### WORK INSTRUCTIONS:
Please find the lines in the entries below that contain the word "KeyModifiers", and copy each one.

### INPUT MATERIAL:

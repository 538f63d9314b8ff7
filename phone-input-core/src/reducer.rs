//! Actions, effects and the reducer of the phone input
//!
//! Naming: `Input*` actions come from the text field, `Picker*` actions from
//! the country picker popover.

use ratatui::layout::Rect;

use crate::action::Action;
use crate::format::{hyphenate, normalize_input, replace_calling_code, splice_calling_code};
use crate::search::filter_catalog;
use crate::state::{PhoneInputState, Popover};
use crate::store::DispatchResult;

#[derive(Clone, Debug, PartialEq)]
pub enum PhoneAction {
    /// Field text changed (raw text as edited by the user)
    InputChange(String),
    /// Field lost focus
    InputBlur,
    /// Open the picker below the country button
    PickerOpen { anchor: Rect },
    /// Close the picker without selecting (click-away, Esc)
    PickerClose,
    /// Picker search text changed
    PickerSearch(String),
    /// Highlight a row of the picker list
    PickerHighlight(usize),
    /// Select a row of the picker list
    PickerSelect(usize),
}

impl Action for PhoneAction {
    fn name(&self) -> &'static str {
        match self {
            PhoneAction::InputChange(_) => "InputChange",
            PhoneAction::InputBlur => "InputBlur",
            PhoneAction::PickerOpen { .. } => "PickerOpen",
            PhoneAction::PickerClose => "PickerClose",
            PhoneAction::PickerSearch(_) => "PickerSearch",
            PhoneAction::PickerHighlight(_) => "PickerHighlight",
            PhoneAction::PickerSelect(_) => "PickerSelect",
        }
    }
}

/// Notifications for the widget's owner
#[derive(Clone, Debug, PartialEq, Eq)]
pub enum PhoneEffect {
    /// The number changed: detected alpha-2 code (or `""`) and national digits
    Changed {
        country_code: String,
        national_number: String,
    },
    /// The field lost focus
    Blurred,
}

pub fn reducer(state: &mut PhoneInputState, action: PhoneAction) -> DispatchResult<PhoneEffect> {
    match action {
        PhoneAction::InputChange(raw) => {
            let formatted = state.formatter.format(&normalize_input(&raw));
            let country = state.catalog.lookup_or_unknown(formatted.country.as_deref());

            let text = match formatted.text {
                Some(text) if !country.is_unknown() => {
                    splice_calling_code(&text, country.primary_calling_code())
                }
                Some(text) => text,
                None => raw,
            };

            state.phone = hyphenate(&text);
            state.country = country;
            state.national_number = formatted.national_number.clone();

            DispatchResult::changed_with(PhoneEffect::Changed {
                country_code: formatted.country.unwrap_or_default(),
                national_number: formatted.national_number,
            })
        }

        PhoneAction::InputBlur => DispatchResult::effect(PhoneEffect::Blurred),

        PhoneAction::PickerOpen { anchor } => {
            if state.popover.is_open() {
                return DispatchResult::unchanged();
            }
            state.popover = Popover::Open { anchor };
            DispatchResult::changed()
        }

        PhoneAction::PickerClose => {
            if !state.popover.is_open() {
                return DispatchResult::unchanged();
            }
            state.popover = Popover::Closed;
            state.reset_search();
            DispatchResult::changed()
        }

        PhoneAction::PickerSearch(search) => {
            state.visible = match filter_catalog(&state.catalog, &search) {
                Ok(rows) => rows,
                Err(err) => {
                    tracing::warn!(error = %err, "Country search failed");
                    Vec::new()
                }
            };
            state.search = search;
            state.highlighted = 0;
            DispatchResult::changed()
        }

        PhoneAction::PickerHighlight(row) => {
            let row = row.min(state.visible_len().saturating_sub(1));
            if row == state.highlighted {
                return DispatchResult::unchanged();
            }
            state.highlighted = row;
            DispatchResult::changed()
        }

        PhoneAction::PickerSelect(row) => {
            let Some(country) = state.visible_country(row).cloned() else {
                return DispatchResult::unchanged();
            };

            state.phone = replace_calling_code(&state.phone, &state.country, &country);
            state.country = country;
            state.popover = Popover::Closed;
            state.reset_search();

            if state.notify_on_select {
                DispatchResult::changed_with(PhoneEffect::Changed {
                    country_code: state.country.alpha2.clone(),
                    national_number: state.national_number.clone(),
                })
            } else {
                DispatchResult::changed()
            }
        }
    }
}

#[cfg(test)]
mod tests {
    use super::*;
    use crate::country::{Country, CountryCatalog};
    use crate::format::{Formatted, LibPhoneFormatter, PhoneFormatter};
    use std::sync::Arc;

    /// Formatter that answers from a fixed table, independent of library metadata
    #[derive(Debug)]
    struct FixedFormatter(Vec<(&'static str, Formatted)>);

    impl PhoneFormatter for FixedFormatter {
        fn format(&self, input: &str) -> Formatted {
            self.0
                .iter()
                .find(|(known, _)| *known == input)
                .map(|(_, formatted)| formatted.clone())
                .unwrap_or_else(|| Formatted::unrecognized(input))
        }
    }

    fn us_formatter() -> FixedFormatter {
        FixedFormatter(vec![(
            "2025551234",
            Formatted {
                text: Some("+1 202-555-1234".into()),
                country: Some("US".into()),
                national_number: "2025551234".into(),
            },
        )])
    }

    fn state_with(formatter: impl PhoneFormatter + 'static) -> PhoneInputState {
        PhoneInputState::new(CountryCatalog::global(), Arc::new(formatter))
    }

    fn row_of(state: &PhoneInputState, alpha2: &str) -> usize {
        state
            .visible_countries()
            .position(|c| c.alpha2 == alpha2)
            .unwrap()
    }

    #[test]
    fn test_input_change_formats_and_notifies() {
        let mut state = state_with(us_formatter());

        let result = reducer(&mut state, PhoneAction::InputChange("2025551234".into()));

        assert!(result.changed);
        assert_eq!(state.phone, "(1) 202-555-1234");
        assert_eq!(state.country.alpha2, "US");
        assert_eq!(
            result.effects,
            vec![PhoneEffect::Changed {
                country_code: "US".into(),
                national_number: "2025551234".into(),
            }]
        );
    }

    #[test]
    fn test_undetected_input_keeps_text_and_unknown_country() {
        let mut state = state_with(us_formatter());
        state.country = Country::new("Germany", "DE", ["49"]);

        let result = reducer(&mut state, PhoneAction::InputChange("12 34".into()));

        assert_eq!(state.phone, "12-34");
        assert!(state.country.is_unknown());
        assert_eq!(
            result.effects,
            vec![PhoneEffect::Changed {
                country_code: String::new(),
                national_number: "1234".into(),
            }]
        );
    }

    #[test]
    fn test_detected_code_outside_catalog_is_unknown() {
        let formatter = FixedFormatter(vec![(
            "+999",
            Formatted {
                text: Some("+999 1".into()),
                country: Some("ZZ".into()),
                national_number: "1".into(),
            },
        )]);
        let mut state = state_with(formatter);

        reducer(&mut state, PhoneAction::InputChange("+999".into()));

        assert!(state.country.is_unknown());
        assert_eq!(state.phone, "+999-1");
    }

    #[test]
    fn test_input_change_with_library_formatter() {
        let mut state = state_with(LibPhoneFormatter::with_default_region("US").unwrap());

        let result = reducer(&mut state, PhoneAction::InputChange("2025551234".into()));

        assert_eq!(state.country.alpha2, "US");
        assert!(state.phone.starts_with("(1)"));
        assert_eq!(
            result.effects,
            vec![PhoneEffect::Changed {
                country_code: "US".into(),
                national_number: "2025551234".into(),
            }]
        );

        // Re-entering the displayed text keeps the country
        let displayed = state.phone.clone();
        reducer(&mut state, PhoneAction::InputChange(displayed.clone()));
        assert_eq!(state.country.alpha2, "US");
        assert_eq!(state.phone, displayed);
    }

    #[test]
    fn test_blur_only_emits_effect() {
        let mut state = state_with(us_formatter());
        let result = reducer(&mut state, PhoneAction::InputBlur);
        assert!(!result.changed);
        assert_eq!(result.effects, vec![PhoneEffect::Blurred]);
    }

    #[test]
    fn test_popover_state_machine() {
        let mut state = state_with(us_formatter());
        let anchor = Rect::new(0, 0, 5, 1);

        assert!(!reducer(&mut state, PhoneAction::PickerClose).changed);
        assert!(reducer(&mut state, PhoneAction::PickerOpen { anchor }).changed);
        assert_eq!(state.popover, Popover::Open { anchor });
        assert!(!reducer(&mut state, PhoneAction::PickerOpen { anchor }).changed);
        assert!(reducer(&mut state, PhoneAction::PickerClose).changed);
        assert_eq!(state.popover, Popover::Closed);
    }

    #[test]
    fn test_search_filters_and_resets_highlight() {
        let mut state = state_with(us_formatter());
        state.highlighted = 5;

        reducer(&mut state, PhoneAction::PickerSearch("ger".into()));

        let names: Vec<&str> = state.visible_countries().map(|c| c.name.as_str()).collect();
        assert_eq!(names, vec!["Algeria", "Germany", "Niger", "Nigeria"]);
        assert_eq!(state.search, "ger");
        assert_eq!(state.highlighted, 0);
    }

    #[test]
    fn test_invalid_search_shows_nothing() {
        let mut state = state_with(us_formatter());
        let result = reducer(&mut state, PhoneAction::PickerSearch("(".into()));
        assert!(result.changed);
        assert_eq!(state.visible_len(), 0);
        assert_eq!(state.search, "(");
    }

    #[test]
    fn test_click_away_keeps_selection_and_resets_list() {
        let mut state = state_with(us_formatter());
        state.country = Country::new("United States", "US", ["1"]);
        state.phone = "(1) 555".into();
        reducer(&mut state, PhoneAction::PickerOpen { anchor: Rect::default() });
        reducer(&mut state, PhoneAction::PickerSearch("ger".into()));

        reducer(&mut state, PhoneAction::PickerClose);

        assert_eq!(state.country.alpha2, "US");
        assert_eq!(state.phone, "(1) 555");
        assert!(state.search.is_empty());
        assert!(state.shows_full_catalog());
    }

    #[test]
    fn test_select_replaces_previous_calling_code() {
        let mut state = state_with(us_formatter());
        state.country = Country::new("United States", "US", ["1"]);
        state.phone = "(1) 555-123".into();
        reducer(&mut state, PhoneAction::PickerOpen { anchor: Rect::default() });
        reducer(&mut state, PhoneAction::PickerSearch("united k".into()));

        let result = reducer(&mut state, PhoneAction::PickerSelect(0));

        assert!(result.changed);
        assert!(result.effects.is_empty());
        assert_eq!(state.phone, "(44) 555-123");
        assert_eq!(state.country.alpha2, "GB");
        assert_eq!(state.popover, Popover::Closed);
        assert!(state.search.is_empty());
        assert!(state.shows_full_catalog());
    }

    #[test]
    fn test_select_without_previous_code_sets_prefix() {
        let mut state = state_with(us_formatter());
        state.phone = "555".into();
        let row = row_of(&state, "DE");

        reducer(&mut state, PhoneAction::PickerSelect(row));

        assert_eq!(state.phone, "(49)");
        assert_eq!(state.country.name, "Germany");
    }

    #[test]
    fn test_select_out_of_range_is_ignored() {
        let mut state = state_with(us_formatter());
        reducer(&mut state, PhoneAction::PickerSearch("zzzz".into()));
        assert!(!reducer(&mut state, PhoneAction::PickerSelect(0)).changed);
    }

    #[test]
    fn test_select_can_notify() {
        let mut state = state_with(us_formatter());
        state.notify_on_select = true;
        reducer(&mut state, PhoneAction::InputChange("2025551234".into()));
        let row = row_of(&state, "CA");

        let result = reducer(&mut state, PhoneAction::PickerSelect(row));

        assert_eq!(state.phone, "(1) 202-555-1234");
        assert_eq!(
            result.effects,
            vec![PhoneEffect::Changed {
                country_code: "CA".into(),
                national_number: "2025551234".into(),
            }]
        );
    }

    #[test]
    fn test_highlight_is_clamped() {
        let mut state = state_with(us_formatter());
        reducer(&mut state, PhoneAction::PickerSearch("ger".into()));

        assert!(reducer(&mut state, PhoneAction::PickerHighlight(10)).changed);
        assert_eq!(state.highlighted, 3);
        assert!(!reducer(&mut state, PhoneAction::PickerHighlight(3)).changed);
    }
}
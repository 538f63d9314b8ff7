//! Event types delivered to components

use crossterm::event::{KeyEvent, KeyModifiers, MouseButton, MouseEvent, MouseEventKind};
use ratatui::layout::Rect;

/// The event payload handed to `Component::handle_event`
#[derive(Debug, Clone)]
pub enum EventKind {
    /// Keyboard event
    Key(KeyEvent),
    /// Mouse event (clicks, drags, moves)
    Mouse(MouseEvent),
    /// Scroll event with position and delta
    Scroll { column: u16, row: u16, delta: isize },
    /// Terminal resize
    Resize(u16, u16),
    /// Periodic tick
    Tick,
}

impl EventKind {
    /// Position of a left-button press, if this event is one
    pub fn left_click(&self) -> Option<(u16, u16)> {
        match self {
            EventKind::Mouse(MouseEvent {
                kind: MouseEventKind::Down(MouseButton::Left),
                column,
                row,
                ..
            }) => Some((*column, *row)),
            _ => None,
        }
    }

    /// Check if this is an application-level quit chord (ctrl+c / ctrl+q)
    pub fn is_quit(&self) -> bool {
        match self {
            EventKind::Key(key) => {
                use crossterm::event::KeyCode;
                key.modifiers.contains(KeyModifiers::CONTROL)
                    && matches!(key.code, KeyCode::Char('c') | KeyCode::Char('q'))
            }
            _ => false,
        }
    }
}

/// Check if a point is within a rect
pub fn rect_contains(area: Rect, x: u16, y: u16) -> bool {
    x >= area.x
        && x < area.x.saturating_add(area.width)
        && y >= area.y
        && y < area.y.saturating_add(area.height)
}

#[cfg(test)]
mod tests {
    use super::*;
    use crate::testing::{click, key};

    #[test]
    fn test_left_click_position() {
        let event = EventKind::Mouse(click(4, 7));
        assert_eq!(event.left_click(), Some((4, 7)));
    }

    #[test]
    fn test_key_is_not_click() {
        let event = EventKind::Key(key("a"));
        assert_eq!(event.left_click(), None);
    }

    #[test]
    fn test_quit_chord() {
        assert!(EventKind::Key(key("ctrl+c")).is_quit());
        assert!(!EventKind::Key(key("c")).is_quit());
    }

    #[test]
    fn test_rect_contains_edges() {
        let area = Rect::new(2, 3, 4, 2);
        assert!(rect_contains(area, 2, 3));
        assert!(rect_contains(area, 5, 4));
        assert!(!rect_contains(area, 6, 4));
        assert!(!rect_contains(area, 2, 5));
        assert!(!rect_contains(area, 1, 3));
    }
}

### OUTPUT FOR THIS TASK:
use crossterm::event::{KeyEvent, KeyModifiers, MouseButton, MouseEvent, MouseEventKind};
                key.modifiers.contains(KeyModifiers::CONTROL)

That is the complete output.